The most important point that determines complex offside cases is that the legislator at the International Football Association Board (IFAB) does not use the term “goalkeeper” or “last defender” to define offside, but rather literally stipulates that an attacker is offside if he is closer to the goal line than “the second last opposing player.”
In a normal situation: the goalkeeper is positioned in his own goal (player No. 1 is from the back), and the center back is standing in front of him (he is the second last player). Therefore, an imaginary offside line is drawn at the defender.
The exceptional situation (the case of Iran’s goal against Egypt): In the 93rd minute, amidst massive confusion inside the penalty area and the Egyptian goalkeeper Mustafa Schubert leaving his goal to stop the ball, the situation was reversed.

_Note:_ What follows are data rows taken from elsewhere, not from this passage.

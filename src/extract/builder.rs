//! SubgraphBuilder: the transactional handle passed into `extract`

use crate::graph::{EdgeSpec, NodeId, Properties, Subgraph};
use serde_json::Value;

/// Stages the edges and node properties one extraction declares.
///
/// Nothing touches the graph until the engine commits the finished
/// [`Subgraph`]; dropping a builder discards everything staged.
#[derive(Debug, Clone)]
pub struct SubgraphBuilder {
    subgraph: Subgraph,
}

impl SubgraphBuilder {
    pub fn new(owner: NodeId) -> Self {
        Self {
            subgraph: Subgraph::empty(owner),
        }
    }

    /// The node of the document being extracted
    pub fn node(&self) -> &NodeId {
        &self.subgraph.owner
    }

    /// Declare an edge between the current node and `(index, type, id)`.
    ///
    /// With `inward = false` the edge points from the current node to the
    /// other one; with `inward = true` it points from the other node to the
    /// current one.
    pub fn add_edge(
        &mut self,
        label: impl Into<String>,
        index: impl Into<String>,
        doc_type: impl Into<String>,
        id: impl Into<String>,
        inward: bool,
        properties: Properties,
    ) -> &mut Self {
        let other = NodeId::new(index, doc_type, id);
        self.link(label, other, inward, properties)
    }

    /// Outward edge to a document in the same index and type.
    pub fn add_edge_to(
        &mut self,
        label: impl Into<String>,
        other_id: impl Into<String>,
        properties: Option<Properties>,
    ) -> &mut Self {
        let other = self.subgraph.owner.sibling(other_id);
        self.link(label, other, false, properties.unwrap_or_default())
    }

    /// Inward edge from a document in the same index and type.
    pub fn add_edge_from(
        &mut self,
        label: impl Into<String>,
        other_id: impl Into<String>,
        properties: Option<Properties>,
    ) -> &mut Self {
        let other = self.subgraph.owner.sibling(other_id);
        self.link(label, other, true, properties.unwrap_or_default())
    }

    /// Declare an edge to an arbitrary node.
    pub fn link(&mut self, label: impl Into<String>, other: NodeId, inward: bool, properties: Properties) -> &mut Self {
        let owner = self.subgraph.owner.clone();
        let (from, to) = if inward { (other, owner) } else { (owner, other) };
        self.subgraph
            .edges
            .push(EdgeSpec::new(label, from, to).with_properties(properties));
        self
    }

    /// Set a property on the current node; last write wins.
    pub fn set_property(&mut self, key: impl Into<String>, value: impl Into<Value>) -> &mut Self {
        self.subgraph.properties.insert(key.into(), value.into());
        self
    }

    pub fn edge_count(&self) -> usize {
        self.subgraph.edges.len()
    }

    pub fn finish(self) -> Subgraph {
        self.subgraph
    }
}
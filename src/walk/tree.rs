//! DocTree: the arena-backed result of one walk
//!
//! The graph may be cyclic, so the tree never owns its children directly:
//! nodes live in one `Vec` and refer to each other by index. Reducers read
//! the tree through [`TreeView`], which can hide everything below a depth
//! limit so a non-nested property only sees the immediate children.

use crate::document::Document;
use crate::graph::{NodeId, Properties};
use serde_json::{json, Value};

/// The edge a tree node was reached through
#[derive(Debug, Clone, PartialEq)]
pub struct EdgeRef {
    pub label: String,
    pub properties: Properties,
}

/// Why a tree node has no children even though the graph has more
#[derive(Debug, Clone, Copy, PartialEq, Eq)]
pub enum Truncation {
    /// The node already appears on the path from the root
    Cycle,
    /// The walk reached its depth ceiling
    Depth,
}

#[derive(Debug, Clone)]
pub struct TreeNode {
    pub id: NodeId,
    pub via: Option<EdgeRef>,
    /// `None` when the node has no resolvable document
    pub value: Option<Document>,
    /// Node properties set by extractions, empty when none were set
    pub properties: Properties,
    pub children: Vec<usize>,
    pub truncation: Option<Truncation>,
}

/// A walk result rooted at index 0.
#[derive(Debug, Clone)]
pub struct DocTree {
    nodes: Vec<TreeNode>,
}

impl DocTree {
    pub fn new(root: NodeId, value: Option<Document>) -> Self {
        Self {
            nodes: vec![TreeNode {
                id: root,
                via: None,
                value,
                properties: Properties::new(),
                children: Vec::new(),
                truncation: None,
            }],
        }
    }

    /// Append a child under `parent`, returning its index.
    pub fn push_child(&mut self, parent: usize, id: NodeId, via: EdgeRef, value: Option<Document>) -> usize {
        let index = self.nodes.len();
        self.nodes.push(TreeNode {
            id,
            via: Some(via),
            value,
            properties: Properties::new(),
            children: Vec::new(),
            truncation: None,
        });
        if let Some(node) = self.nodes.get_mut(parent) {
            node.children.push(index);
        }
        index
    }

    pub fn set_properties(&mut self, index: usize, properties: Properties) {
        if let Some(node) = self.nodes.get_mut(index) {
            node.properties = properties;
        }
    }

    pub(crate) fn truncate(&mut self, index: usize, reason: Truncation) {
        if let Some(node) = self.nodes.get_mut(index) {
            node.truncation = Some(reason);
        }
    }

    pub fn node(&self, index: usize) -> Option<&TreeNode> {
        self.nodes.get(index)
    }

    pub fn nodes(&self) -> &[TreeNode] {
        &self.nodes
    }

    pub fn len(&self) -> usize {
        self.nodes.len()
    }

    pub fn is_empty(&self) -> bool {
        self.nodes.is_empty()
    }

    /// The full tree
    pub fn root(&self) -> TreeView<'_> {
        TreeView {
            tree: self,
            index: 0,
            depth: 0,
            limit: None,
        }
    }

    /// The tree cut off below `limit` levels
    pub fn limited(&self, limit: usize) -> TreeView<'_> {
        TreeView {
            tree: self,
            index: 0,
            depth: 0,
            limit: Some(limit),
        }
    }
}

/// Read-only window onto one node of a [`DocTree`].
#[derive(Debug, Clone, Copy)]
pub struct TreeView<'a> {
    tree: &'a DocTree,
    index: usize,
    depth: usize,
    limit: Option<usize>,
}

impl<'a> TreeView<'a> {
    fn node(&self) -> &'a TreeNode {
        // Views are only created for indices pushed into the arena.
        &self.tree.nodes[self.index]
    }

    pub fn id(&self) -> &'a NodeId {
        &self.node().id
    }

    /// False for dangling references
    pub fn exists(&self) -> bool {
        self.node().value.is_some()
    }

    pub fn value(&self) -> Option<&'a Document> {
        self.node().value.as_ref()
    }

    pub fn properties(&self) -> &'a Properties {
        &self.node().properties
    }

    /// The edge this node was reached through; `None` for the root.
    pub fn via(&self) -> Option<&'a EdgeRef> {
        self.node().via.as_ref()
    }

    pub fn depth(&self) -> usize {
        self.depth
    }

    pub fn truncation(&self) -> Option<Truncation> {
        self.node().truncation
    }

    pub fn is_leaf(&self) -> bool {
        self.children().is_empty()
    }

    /// Children in encounter order; empty at the view's depth limit.
    pub fn children(&self) -> Vec<TreeView<'a>> {
        if self.limit.is_some_and(|limit| self.depth >= limit) {
            return Vec::new();
        }
        self.node()
            .children
            .iter()
            .map(|&index| TreeView {
                tree: self.tree,
                index,
                depth: self.depth + 1,
                limit: self.limit,
            })
            .collect()
    }

    /// Children whose document resolved
    pub fn existing_children(&self) -> Vec<TreeView<'a>> {
        self.children().into_iter().filter(TreeView::exists).collect()
    }

    /// Every visible node below this one, depth first
    pub fn descendants(&self) -> Vec<TreeView<'a>> {
        let mut out = Vec::new();
        let mut stack: Vec<TreeView<'a>> = self.children().into_iter().rev().collect();
        while let Some(view) = stack.pop() {
            stack.extend(view.children().into_iter().rev());
            out.push(view);
        }
        out
    }

    /// `{ _id, _value: { exists, value }, _children: [...] }`
    pub fn to_json(&self) -> Value {
        let children: Vec<Value> = self.children().iter().map(TreeView::to_json).collect();
        json!({
            "_id": self.id().id,
            "_value": {
                "exists": self.exists(),
                "value": self.value().cloned().unwrap_or(Value::Null),
            },
            "_children": children,
        })
    }
}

The goalkeeper advanced, and the ball fell at the feet of the Iranian players, and Shoja Khalilzadeh shot it into the net.

This explains why Polish referee Shimon Marciniak canceled the goal after returning to video technology (VAR). Because the moment the ball came out and was passed into the crowd, the goalkeeper was ahead, and there was only one Egyptian defender (Yasser Ibrahim, for example, or someone else) standing to cover the goal. This defender has become the “last player”, and his presence alone is not enough to break the offside. There must be another defender next to him (or the goalkeeper) as he is the “second last player”. Since the Iranian striker was overtaking the second-last player at that moment, he fell legally and explicitly offside with part of his foot, as the precise video technology image showed, and the joy of Iranian qualification was lost and Egypt escaped the surprise.

Second: The ball covers offside
Another legal point that almost only referees pay attention to, even though it decides many attacks and breaks the offside trap, is the “ball” itself. The law stipulates that the offside line is determined by either “the second last player” or “the ball”, whichever is closer to the goal line.
This means that if the ball is ahead of the receiving player at the moment it is passed, there is absolutely no offside. In simpler terms, if an attacker breaks the offside trap and passes all the defenders and the goalkeeper, and is completely alone, and a teammate is running alongside him but behind the ball, and passes the ball to him (back pass or late cross), then that teammate is never in an offside position. The ball here is the one that drew the offside line parallel to the goal line, and since the recipient is behind the ball the moment it leaves, the goal is 100% safe.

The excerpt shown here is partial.